Re: Pre-proposal: unicode normalized text

From: Isaac Morland <isaac(dot)morland(at)gmail(dot)com>
To: Jeff Davis <pgsql(at)j-davis(dot)com>
Cc: Chapman Flack <chap(at)anastigmatix(dot)net>, Robert Haas <robertmhaas(at)gmail(dot)com>, Nico Williams <nico(at)cryptonector(dot)com>, pgsql-hackers(at)postgresql(dot)org
Subject: Re: Pre-proposal: unicode normalized text
Date: 2023-10-05 01:02:21
Message-ID: CAMsGm5f8k4_C6VuerSbF2gXeVwD9kMZQk43kO85Oi4oGVL7EMA@mail.gmail.com
Views: Raw Message | Whole Thread | Download mbox | Resend email
Thread:
Lists: pgsql-hackers

On Wed, 4 Oct 2023 at 17:37, Jeff Davis <pgsql(at)j-davis(dot)com> wrote:

> On Wed, 2023-10-04 at 14:14 -0400, Isaac Morland wrote:
> > Always store only UTF-8 in the database
>
> What problem does that solve? I don't see our encoding support as a big
> source of problems, given that database-wide UTF-8 already works fine.
> In fact, some postgres features only work with UTF-8.
>

My idea is in the context of a suggestion that we support specifying the
encoding per column.
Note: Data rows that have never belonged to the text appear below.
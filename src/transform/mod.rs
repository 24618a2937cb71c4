//! Transformation module.
//!
//! This module handles table to graph extraction:
//! - Transformers: row-to-identifier strategies
//! - Extractor: mapping walk producing nodes and edges

pub mod extractor;
pub mod transformers;

pub use extractor::{extract, extract_compiled, extract_file, CompiledMapping, ExtractError, ExtractResult};
pub use transformers::{cell_str, transformers_description, valid, Transformer, TransformerSpec};
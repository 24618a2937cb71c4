//! Mapping document definition.
//!
//! A mapping describes how a table becomes a subgraph: a `subject` rule
//! creates one node per row, and each `columns` rule creates target nodes
//! linked to the subject by an edge. Documents are JSON and are checked
//! against an embedded JSON Schema (Draft 7) before deserialization so
//! malformed documents fail with readable errors.

use serde::{Deserialize, Serialize};
use serde_json::Value;
use std::collections::HashMap;
use std::path::Path;

use crate::error::{MappingError, MappingResult};
use crate::transform::transformers::TransformerSpec;

/// A complete mapping document.
#[derive(Debug, Clone, Serialize, Deserialize)]
pub struct Mapping {
    /// Version of the mapping format.
    #[serde(default = "default_version")]
    pub version: String,

    /// Human-readable description.
    #[serde(default)]
    pub description: String,

    /// Rule producing the per-row subject node.
    pub subject: SubjectRule,

    /// Rules producing target nodes and subject→target edges.
    #[serde(default)]
    pub columns: Vec<ColumnRule>,
}

fn default_version() -> String {
    "1.0".to_string()
}

/// Rule for the per-row subject node.
#[derive(Debug, Clone, Serialize, Deserialize)]
pub struct SubjectRule {
    /// Transformer yielding the subject id(s).
    pub transformer: TransformerSpec,

    /// Columns the transformer reads.
    #[serde(default)]
    pub columns: Vec<String>,

    /// Node type label of the subject.
    pub target: String,

    /// Columns copied onto the subject node as properties.
    #[serde(default)]
    pub properties: Vec<String>,
}

/// Rule for a target node linked to the subject.
#[derive(Debug, Clone, Serialize, Deserialize)]
pub struct ColumnRule {
    /// Transformer yielding the target id(s).
    pub transformer: TransformerSpec,

    /// Columns the transformer reads.
    #[serde(default)]
    pub columns: Vec<String>,

    /// Node type label of the targets.
    pub target: String,

    /// Edge type label connecting subject to target. Without it only
    /// nodes are created.
    #[serde(default, skip_serializing_if = "Option::is_none")]
    pub edge: Option<String>,

    /// Columns copied onto the target nodes as properties.
    #[serde(default)]
    pub properties: Vec<String>,
}

impl Mapping {
    /// Parse a mapping from a JSON string.
    pub fn from_json(json: &str) -> MappingResult<Self> {
        Ok(serde_json::from_str(json)?)
    }

    /// Parse a mapping from a JSON value.
    pub fn from_value(value: &Value) -> MappingResult<Self> {
        Ok(serde_json::from_value(value.clone())?)
    }

    /// Serialize to a pretty JSON string.
    pub fn to_json(&self) -> MappingResult<String> {
        Ok(serde_json::to_string_pretty(self)?)
    }

    /// Load a mapping file, schema-checking it first.
    pub fn load(path: &Path) -> MappingResult<Self> {
        let content = std::fs::read_to_string(path)?;
        let value: Value = serde_json::from_str(&content)?;
        validate_document(&value)?;
        Self::from_value(&value)
    }

    /// All table columns referenced by the mapping (deduplicated, sorted).
    pub fn source_columns(&self) -> Vec<String> {
        let mut columns: Vec<String> = self
            .subject
            .columns
            .iter()
            .chain(self.subject.properties.iter())
            .cloned()
            .collect();

        for rule in &self.columns {
            columns.extend(rule.columns.iter().cloned());
            columns.extend(rule.properties.iter().cloned());
        }

        columns.sort();
        columns.dedup();
        columns
    }

    /// Validate that all referenced source columns exist in the table headers.
    pub fn validate_headers(&self, headers: &[String]) -> MappingResult<()> {
        let missing: Vec<String> = self
            .source_columns()
            .into_iter()
            .filter(|col| !headers.iter().any(|h| h == col))
            .collect();

        if missing.is_empty() {
            Ok(())
        } else {
            Err(MappingError::MissingColumns(missing))
        }
    }
}

// =============================================================================
// Schema validation
// =============================================================================

/// Validate a JSON value against the embedded mapping schema.
pub fn validate_document(value: &Value) -> MappingResult<()> {
    let schema: Value = serde_json::from_str(include_str!("../../schemas/mapping.json"))
        .expect("invalid embedded mapping schema");

    let validator = jsonschema::draft7::new(&schema)
        .map_err(|e| MappingError::SchemaError {
            errors: vec![e.to_string()],
        })?;

    let errors: Vec<String> = validator.iter_errors(value).map(|e| e.to_string()).collect();

    if errors.is_empty() {
        Ok(())
    } else {
        Err(MappingError::SchemaError { errors })
    }
}

/// Quick check against the mapping schema.
pub fn is_valid_document(value: &Value) -> bool {
    validate_document(value).is_ok()
}

/// Generate an example mapping for documentation.
pub fn example_mapping() -> Mapping {
    let mut translations = HashMap::new();
    translations.insert("P53".to_string(), "TP53".to_string());
    translations.insert("HER2".to_string(), "ERBB2".to_string());

    Mapping {
        version: default_version(),
        description: "Example mapping: one patient node per row, linked to samples and variants".to_string(),
        subject: SubjectRule {
            transformer: TransformerSpec::RowIndex,
            columns: vec![],
            target: "patient".to_string(),
            properties: vec!["age".to_string()],
        },
        columns: vec![
            ColumnRule {
                transformer: TransformerSpec::Map,
                columns: vec!["sample_id".to_string()],
                target: "sample".to_string(),
                edge: Some("patient_has_sample".to_string()),
                properties: vec![],
            },
            ColumnRule {
                transformer: TransformerSpec::Split {
                    separator: ";".to_string(),
                },
                columns: vec!["variants".to_string()],
                target: "variant".to_string(),
                edge: Some("patient_has_variant".to_string()),
                properties: vec![],
            },
            ColumnRule {
                transformer: TransformerSpec::Translate {
                    translations: Some(translations),
                    translations_file: None,
                    translate_from: None,
                    translate_to: None,
                    delimiter: None,
                },
                columns: vec!["gene".to_string()],
                target: "gene".to_string(),
                edge: Some("patient_has_gene".to_string()),
                properties: vec![],
            },
        ],
    }
}
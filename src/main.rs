//! Graphweave CLI - Map tabular records into knowledge-graph nodes and edges
//!
//! # Main Commands
//!
//! ```bash
//! graphweave extract input.csv -m mapping.json   # CSV -> nodes/edges JSON
//! graphweave normalize-ontology ./onto onto.owl  # Rewrite OWL class labels
//! ```
//!
//! # Debug Commands (for development)
//!
//! ```bash
//! graphweave parse input.csv            # Just parse CSV to JSON
//! graphweave validate-mapping map.json  # Schema-check a mapping document
//! graphweave example-mapping            # Show an example mapping document
//! graphweave transformers               # Show available transformers
//! ```

use clap::{Parser, Subcommand};
use graphweave::{
    example_mapping, extract_file, normalize_ontology, parse_csv_file, parse_csv_file_auto,
    resolve_delimiter, transformers_description, validate_document, Mapping,
};
use std::fs;
use std::path::{Path, PathBuf};
use tracing_subscriber::EnvFilter;

#[derive(Parser)]
#[command(name = "graphweave")]
#[command(about = "Map tabular records into knowledge-graph nodes and edges", long_about = None)]
struct Cli {
    #[command(subcommand)]
    command: Commands,
}

#[derive(Subcommand)]
enum Commands {
    /// Parse a CSV file and output JSON rows
    Parse {
        /// Input CSV file
        input: PathBuf,

        /// CSV delimiter, single char or TAB (auto-detect if not specified)
        #[arg(short, long)]
        delimiter: Option<String>,

        /// Output file (default: stdout)
        #[arg(short, long)]
        output: Option<PathBuf>,
    },

    /// Extract nodes and edges from a CSV file using a mapping document
    Extract {
        /// Input CSV file
        input: PathBuf,

        /// Mapping document (JSON)
        #[arg(short, long)]
        mapping: PathBuf,

        /// CSV delimiter, single char or TAB (auto-detect if not specified)
        #[arg(short, long)]
        delimiter: Option<String>,

        /// Output file for nodes (default: stdout)
        #[arg(short, long)]
        output: Option<PathBuf>,

        /// Output file for edges
        #[arg(short, long)]
        edges: Option<PathBuf>,
    },

    /// Validate a mapping document against the mapping schema
    ValidateMapping {
        /// Mapping document (JSON)
        input: PathBuf,
    },

    /// Show an example mapping document
    ExampleMapping,

    /// Show available transformers
    Transformers,

    /// Normalize an OWL ontology for the graph database naming convention
    NormalizeOntology {
        /// Directory holding the ontology (outputs are written next to it)
        directory: PathBuf,

        /// Ontology file name within the directory
        file: String,
    },
}

fn main() {
    tracing_subscriber::fmt()
        .with_env_filter(EnvFilter::try_from_default_env().unwrap_or_else(|_| EnvFilter::new("warn")))
        .with_writer(std::io::stderr)
        .init();

    let cli = Cli::parse();

    let result = match cli.command {
        Commands::Parse {
            input,
            delimiter,
            output,
        } => cmd_parse(&input, delimiter.as_deref(), output.as_deref()),

        Commands::Extract {
            input,
            mapping,
            delimiter,
            output,
            edges,
        } => cmd_extract(
            &input,
            &mapping,
            delimiter.as_deref(),
            output.as_deref(),
            edges.as_deref(),
        ),

        Commands::ValidateMapping { input } => cmd_validate_mapping(&input),

        Commands::ExampleMapping => cmd_example_mapping(),

        Commands::Transformers => cmd_transformers(),

        Commands::NormalizeOntology { directory, file } => cmd_normalize_ontology(&directory, &file),
    };

    if let Err(e) = result {
        eprintln!("Error: {}", e);
        std::process::exit(1);
    }
}

fn parse_delimiter_arg(spec: Option<&str>) -> Result<Option<char>, Box<dyn std::error::Error>> {
    match spec {
        None => Ok(None),
        Some(s) => resolve_delimiter(s)
            .map(Some)
            .ok_or_else(|| format!("Invalid delimiter: '{}'", s).into()),
    }
}

fn cmd_parse(
    input: &Path,
    delimiter: Option<&str>,
    output: Option<&Path>,
) -> Result<(), Box<dyn std::error::Error>> {
    eprintln!("Parsing CSV: {}", input.display());

    let result = match parse_delimiter_arg(delimiter)? {
        Some(d) => parse_csv_file(input, d)?,
        None => parse_csv_file_auto(input)?,
    };

    eprintln!("   Encoding: {}", result.encoding);
    eprintln!(
        "   Delimiter: '{}'{}",
        format_delimiter(result.delimiter),
        if delimiter.is_none() { " (auto-detected)" } else { "" }
    );
    eprintln!("   Columns: {}", result.headers.join(", "));
    eprintln!("Parsed {} records", result.records.len());

    let json = serde_json::to_string_pretty(&result.records)?;
    write_output(&json, output)?;

    Ok(())
}

fn cmd_extract(
    input: &Path,
    mapping_path: &Path,
    delimiter: Option<&str>,
    output: Option<&Path>,
    edges_output: Option<&Path>,
) -> Result<(), Box<dyn std::error::Error>> {
    eprintln!("Processing: {}", input.display());
    eprintln!("   Mapping: {}", mapping_path.display());

    let mapping = Mapping::load(mapping_path)?;
    let delimiter = parse_delimiter_arg(delimiter)?;

    let result = extract_file(input, &mapping, delimiter)?;

    eprintln!("{}", result.summary());

    if !result.errors.is_empty() {
        for err in result.errors.iter().take(5) {
            eprintln!("   row {} [{}]: {}", err.row, err.target, err.message);
        }
        if result.errors.len() > 5 {
            eprintln!("   ... +{} more", result.errors.len() - 5);
        }
    }

    let nodes_json = serde_json::to_string_pretty(&result.nodes)?;
    write_output(&nodes_json, output)?;

    if let Some(edges_path) = edges_output {
        let edges_json = serde_json::to_string_pretty(&result.edges)?;
        fs::write(edges_path, edges_json)?;
        eprintln!("Edges written to: {}", edges_path.display());
    }

    Ok(())
}

fn cmd_validate_mapping(input: &Path) -> Result<(), Box<dyn std::error::Error>> {
    eprintln!("Validating: {}", input.display());

    let content = fs::read_to_string(input)?;
    let value: serde_json::Value = serde_json::from_str(&content)?;

    match validate_document(&value) {
        Ok(()) => {
            eprintln!("Mapping document is valid");
            Ok(())
        }
        Err(e) => {
            eprintln!("{}", e);
            std::process::exit(1);
        }
    }
}

fn cmd_example_mapping() -> Result<(), Box<dyn std::error::Error>> {
    let mapping = example_mapping();
    println!("{}", mapping.to_json()?);
    Ok(())
}

fn cmd_transformers() -> Result<(), Box<dyn std::error::Error>> {
    println!("{}", transformers_description());
    Ok(())
}

fn cmd_normalize_ontology(directory: &Path, file: &str) -> Result<(), Box<dyn std::error::Error>> {
    eprintln!("Loading ontology: {}", directory.join(file).display());

    let report = normalize_ontology(directory, file)?;

    eprintln!("   Classes renamed: {}", report.classes);
    eprintln!("   Classes reparented: {}", report.reparented);
    eprintln!("Ontology written to: {}", report.ontology_path.display());
    eprintln!("Mapping written to: {}", report.mapping_path.display());

    Ok(())
}

fn format_delimiter(d: char) -> String {
    match d {
        '\t' => "\\t".to_string(),
        c => c.to_string(),
    }
}

fn write_output(content: &str, path: Option<&Path>) -> Result<(), Box<dyn std::error::Error>> {
    match path {
        Some(p) => {
            fs::write(p, content)?;
            eprintln!("Output written to: {}", p.display());
        }
        None => {
            println!("{}", content);
        }
    }
    Ok(())
}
I don't mean to suggest eliminating the ability to set
a server-wide encoding, although I doubt there is any use case for using
anything other than UTF-8 except for an old database that hasn’t been
converted yet.

I see no reason to write different strings using different encodings in the
data files, depending on what column they belong to. The various text types
are all abstract data types which store sequences of characters (not
bytes); if one wants bytes, then one has to encode them. Of course, if one
wants UTF-8 bytes, then the encoding is, under the covers, the identity
function, but conceptually it is still taking the characters stored in the
database and converting them to bytes according to a specific encoding.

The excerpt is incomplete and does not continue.